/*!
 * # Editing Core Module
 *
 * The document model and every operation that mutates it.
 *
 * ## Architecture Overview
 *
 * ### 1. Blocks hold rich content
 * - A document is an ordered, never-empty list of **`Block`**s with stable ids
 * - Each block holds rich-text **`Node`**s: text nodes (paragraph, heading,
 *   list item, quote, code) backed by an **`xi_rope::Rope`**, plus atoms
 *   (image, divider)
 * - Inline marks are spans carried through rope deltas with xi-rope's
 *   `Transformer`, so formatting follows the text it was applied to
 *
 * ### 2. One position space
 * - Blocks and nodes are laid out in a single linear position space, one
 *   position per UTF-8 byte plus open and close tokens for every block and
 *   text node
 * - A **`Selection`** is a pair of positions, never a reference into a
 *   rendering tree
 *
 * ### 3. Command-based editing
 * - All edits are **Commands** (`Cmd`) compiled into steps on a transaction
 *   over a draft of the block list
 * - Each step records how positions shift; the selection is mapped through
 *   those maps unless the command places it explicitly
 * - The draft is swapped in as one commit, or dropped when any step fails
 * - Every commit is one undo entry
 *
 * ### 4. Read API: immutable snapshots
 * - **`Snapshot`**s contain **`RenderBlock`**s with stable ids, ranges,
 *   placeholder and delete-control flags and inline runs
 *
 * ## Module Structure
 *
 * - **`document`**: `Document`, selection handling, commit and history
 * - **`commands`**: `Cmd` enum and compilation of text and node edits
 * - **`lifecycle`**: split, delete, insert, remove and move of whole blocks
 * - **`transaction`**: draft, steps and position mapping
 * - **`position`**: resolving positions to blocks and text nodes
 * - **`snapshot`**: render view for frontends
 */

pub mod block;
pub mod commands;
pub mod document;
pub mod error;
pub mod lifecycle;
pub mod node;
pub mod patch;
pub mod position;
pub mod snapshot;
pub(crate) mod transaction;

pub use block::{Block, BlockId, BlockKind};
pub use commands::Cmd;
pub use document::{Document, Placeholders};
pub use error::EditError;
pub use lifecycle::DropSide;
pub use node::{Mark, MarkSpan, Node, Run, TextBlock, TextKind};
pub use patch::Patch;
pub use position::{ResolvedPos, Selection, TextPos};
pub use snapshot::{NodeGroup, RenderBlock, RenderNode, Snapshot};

--

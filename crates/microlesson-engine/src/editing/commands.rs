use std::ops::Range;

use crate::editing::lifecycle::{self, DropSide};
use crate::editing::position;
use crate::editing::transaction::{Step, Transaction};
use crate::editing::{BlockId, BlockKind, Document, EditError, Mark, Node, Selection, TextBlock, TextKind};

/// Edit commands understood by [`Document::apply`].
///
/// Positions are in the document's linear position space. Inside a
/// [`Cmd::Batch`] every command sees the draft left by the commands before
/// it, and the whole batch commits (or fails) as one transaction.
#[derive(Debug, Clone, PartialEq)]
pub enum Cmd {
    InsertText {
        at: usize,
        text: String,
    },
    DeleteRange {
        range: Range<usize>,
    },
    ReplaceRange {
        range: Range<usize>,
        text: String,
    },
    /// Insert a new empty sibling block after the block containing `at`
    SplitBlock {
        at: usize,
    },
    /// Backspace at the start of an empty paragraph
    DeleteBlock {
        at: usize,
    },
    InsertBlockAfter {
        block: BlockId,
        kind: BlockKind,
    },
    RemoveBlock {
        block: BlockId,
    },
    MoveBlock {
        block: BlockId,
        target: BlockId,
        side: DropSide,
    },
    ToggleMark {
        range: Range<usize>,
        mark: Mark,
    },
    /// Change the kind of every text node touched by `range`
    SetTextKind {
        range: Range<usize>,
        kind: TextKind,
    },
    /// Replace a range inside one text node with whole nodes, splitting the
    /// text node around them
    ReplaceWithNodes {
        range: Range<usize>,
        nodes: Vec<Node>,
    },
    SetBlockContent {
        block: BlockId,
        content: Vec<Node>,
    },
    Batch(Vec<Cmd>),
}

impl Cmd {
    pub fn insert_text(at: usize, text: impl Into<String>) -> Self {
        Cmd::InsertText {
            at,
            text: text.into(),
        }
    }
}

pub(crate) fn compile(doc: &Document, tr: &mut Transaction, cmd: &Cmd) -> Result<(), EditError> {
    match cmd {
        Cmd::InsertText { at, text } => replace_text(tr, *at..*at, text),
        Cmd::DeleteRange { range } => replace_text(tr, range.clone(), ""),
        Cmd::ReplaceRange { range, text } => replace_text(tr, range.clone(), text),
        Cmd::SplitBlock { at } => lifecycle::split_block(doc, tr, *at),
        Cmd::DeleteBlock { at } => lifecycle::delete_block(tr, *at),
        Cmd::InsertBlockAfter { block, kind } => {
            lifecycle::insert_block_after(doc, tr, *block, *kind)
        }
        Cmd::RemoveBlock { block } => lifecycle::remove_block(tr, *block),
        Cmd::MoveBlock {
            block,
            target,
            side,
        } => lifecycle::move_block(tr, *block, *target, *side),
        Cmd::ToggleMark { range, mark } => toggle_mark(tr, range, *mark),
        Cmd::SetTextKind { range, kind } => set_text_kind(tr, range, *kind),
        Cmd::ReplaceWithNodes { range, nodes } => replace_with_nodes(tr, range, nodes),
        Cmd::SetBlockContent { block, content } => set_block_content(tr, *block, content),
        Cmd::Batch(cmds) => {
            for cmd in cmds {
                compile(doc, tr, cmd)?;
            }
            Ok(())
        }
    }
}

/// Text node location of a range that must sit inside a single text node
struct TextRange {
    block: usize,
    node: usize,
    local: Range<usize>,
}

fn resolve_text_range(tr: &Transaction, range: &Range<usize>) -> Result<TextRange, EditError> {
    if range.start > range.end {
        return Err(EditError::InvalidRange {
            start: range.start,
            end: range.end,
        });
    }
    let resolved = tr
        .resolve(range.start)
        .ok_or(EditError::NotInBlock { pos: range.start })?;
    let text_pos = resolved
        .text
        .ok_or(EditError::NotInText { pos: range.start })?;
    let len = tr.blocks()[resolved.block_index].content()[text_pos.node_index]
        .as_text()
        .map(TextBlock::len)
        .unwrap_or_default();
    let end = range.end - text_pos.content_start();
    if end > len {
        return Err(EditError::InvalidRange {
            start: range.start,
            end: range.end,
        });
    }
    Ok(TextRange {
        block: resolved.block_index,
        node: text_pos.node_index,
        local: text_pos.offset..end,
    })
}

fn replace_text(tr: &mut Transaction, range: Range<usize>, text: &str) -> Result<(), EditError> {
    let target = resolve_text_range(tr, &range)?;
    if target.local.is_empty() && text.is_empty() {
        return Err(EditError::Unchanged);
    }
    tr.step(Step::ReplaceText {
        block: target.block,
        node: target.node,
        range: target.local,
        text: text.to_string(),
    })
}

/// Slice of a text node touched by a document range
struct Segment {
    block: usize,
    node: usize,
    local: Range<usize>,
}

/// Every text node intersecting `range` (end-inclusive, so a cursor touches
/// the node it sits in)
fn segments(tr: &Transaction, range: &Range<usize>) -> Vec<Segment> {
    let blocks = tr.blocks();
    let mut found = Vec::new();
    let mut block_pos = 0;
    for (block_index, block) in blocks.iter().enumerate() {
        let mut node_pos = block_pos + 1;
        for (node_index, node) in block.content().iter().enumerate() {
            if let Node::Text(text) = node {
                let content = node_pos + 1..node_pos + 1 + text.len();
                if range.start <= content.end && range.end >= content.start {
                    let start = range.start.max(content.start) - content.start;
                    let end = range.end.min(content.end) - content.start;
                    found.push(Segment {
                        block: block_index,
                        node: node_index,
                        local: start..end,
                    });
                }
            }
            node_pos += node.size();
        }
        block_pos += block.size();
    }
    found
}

### [EXERCISE PROMPT]
Whenever a line in the listing above includes the word "rich", return that line.

### [ANSWER AREA]
 * ### 1. Blocks hold rich content
 * - Each block holds rich-text **`Node`**s: text nodes (paragraph, heading,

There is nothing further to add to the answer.